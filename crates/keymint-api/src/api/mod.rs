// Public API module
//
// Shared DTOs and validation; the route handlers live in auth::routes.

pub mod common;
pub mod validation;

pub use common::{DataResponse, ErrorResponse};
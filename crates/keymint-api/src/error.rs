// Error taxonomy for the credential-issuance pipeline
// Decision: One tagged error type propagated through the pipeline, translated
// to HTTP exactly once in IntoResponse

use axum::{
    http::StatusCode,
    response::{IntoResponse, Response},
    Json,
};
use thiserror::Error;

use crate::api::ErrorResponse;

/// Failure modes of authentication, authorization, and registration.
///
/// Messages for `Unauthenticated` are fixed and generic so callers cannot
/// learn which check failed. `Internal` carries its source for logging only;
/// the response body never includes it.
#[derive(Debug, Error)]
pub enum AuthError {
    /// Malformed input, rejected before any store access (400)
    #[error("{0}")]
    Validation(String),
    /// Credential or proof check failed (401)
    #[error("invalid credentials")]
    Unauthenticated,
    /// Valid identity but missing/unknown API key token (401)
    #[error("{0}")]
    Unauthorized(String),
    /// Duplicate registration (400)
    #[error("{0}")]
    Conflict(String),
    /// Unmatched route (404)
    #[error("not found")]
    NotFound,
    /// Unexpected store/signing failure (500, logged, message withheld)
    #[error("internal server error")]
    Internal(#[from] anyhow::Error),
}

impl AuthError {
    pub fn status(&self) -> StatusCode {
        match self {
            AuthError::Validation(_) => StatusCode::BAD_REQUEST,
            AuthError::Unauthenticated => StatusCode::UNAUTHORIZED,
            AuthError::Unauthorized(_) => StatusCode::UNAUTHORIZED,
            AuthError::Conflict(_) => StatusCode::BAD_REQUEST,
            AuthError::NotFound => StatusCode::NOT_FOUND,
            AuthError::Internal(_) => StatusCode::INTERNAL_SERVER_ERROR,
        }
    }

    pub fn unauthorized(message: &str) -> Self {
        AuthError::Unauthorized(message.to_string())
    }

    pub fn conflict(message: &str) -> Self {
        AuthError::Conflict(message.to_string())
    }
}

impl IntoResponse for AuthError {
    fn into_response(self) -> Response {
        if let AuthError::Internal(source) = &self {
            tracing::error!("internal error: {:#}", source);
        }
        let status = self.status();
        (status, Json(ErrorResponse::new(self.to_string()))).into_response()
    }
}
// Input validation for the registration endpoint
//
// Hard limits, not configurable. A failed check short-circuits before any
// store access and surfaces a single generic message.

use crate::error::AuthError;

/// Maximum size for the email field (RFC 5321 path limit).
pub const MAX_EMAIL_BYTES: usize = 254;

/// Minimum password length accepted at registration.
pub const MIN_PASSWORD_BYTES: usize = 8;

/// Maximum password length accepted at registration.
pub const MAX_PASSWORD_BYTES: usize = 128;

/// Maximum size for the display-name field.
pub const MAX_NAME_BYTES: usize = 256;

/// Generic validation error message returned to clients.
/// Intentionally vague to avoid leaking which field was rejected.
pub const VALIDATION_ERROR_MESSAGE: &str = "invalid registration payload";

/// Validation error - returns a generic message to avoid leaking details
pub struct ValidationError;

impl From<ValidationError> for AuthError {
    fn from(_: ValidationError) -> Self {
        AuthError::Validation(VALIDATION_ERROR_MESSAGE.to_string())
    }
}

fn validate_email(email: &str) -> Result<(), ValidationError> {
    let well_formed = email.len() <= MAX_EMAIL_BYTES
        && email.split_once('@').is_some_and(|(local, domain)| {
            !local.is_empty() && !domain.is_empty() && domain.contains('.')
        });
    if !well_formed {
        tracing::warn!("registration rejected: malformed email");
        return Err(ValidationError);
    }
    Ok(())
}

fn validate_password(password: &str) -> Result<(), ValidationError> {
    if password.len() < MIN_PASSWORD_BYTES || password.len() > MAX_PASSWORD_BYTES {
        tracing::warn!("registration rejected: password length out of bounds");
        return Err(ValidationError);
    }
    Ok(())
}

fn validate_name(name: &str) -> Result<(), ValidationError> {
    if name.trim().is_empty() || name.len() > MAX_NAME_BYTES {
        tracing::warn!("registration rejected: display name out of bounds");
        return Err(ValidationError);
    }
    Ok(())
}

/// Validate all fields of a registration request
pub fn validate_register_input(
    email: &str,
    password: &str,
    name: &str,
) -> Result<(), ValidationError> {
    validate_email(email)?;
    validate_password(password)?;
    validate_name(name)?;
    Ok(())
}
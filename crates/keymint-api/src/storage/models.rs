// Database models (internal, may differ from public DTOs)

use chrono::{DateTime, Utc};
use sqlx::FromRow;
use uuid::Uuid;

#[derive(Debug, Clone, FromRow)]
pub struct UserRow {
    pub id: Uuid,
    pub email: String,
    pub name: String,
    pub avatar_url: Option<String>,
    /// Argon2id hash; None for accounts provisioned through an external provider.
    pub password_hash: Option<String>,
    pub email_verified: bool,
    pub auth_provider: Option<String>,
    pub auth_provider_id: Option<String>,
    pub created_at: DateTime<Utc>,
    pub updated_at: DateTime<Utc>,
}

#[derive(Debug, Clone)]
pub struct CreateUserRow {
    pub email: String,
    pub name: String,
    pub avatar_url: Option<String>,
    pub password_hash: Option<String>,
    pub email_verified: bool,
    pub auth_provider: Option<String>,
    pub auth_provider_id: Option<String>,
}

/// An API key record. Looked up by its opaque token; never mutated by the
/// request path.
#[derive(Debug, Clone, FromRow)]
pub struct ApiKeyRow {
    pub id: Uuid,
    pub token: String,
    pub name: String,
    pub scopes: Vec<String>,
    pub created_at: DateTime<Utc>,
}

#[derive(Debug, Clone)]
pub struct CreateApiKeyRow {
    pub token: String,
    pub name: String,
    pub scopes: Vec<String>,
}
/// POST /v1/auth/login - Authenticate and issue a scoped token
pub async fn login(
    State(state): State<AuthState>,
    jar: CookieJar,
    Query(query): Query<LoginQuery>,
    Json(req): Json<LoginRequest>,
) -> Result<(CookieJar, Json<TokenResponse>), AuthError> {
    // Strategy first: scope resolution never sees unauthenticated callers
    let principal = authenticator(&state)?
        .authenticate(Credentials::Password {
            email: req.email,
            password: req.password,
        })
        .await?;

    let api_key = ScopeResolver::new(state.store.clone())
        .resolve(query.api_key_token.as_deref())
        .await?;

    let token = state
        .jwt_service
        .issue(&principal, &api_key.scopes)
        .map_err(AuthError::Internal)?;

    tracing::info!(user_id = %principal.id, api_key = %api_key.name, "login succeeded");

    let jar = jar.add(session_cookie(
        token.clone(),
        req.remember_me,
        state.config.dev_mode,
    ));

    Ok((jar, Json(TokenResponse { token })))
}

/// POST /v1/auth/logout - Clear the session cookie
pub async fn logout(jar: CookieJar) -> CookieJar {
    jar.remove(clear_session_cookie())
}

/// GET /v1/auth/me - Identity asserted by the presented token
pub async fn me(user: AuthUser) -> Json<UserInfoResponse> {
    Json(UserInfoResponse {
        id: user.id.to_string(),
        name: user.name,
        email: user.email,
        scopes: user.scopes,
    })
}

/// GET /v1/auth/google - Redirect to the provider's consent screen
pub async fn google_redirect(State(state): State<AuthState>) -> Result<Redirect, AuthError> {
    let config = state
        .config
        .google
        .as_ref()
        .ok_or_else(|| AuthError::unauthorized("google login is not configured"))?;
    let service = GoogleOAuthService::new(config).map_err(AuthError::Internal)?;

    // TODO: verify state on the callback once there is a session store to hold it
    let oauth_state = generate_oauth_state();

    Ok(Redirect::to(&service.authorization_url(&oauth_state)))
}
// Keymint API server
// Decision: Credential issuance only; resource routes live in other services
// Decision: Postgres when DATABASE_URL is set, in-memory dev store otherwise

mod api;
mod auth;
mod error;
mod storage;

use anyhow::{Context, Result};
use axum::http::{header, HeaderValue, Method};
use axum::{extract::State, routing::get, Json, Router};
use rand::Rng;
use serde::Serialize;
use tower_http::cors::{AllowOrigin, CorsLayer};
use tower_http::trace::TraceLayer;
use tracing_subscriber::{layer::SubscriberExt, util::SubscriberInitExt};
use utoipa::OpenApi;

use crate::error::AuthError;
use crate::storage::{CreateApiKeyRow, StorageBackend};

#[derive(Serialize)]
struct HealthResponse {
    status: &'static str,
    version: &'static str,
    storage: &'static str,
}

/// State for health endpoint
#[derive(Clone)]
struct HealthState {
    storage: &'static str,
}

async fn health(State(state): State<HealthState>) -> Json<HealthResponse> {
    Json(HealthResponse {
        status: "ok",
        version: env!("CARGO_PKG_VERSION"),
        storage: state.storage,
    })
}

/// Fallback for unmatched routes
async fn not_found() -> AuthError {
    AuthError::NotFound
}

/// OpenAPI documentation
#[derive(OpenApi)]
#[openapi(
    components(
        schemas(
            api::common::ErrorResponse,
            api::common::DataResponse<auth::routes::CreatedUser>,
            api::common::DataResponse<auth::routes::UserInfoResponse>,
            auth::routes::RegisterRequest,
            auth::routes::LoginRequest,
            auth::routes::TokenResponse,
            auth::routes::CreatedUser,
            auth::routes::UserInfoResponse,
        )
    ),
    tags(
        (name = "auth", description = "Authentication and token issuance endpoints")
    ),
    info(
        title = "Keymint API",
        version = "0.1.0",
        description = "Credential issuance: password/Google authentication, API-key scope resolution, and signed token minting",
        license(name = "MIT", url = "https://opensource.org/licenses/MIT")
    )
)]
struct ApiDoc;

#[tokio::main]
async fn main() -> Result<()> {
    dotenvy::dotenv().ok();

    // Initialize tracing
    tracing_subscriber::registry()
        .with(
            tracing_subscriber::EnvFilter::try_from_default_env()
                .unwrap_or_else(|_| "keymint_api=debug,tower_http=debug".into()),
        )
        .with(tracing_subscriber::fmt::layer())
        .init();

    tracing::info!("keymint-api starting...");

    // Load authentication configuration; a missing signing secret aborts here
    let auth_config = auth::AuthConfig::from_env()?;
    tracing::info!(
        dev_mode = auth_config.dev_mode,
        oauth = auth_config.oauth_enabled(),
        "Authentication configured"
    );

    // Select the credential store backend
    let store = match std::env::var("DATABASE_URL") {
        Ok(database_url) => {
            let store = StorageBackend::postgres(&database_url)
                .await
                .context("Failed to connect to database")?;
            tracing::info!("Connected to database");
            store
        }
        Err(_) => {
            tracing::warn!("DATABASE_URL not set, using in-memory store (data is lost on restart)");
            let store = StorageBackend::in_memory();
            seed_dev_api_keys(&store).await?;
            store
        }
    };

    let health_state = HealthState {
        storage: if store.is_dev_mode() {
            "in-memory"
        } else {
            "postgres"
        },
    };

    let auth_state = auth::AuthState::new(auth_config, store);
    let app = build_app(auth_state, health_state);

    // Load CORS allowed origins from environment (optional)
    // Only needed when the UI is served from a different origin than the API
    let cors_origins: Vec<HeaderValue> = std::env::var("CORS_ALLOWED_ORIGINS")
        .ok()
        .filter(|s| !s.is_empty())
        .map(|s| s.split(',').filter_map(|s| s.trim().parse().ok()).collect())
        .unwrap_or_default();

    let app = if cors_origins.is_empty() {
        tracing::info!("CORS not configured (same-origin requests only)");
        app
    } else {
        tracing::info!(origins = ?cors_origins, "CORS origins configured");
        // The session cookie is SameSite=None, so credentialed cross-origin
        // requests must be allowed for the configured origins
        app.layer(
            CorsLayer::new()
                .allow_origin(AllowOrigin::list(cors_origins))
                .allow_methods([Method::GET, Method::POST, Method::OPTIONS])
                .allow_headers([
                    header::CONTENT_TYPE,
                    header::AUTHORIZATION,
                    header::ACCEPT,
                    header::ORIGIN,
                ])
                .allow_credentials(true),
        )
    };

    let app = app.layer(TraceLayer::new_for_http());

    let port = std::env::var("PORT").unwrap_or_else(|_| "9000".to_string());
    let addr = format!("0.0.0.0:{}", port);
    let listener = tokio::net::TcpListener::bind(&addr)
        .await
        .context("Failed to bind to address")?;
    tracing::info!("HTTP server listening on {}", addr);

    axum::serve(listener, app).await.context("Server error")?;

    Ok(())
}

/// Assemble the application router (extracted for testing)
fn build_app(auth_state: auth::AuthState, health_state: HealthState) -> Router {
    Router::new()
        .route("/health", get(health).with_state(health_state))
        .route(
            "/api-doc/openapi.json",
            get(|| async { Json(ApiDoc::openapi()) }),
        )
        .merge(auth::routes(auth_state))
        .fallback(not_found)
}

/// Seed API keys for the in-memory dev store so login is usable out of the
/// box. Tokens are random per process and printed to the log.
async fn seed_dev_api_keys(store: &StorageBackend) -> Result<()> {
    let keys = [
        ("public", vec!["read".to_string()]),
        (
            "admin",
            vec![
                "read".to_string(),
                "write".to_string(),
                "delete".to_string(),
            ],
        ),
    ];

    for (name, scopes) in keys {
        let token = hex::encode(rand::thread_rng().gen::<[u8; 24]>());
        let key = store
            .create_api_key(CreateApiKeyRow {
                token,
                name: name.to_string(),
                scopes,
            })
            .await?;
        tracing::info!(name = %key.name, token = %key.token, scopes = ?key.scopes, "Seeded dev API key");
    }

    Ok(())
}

● ● ● ● ● ● ●

PROMPT:
From the data above, output exactly the lines between the one containing "pub const MAX_PASSWORD_BYTES: usize = 128;" and the one containing "avoid leaking details", counting both of them.

OUTPUT FOR THIS TASK:
pub const MAX_PASSWORD_BYTES: usize = 128;

/// Maximum size for the display-name field.
pub const MAX_NAME_BYTES: usize = 256;

/// Generic validation error message returned to clients.
/// Intentionally vague to avoid leaking which field was rejected.
pub const VALIDATION_ERROR_MESSAGE: &str = "invalid registration payload";

/// Validation error - returns a generic message to avoid leaking details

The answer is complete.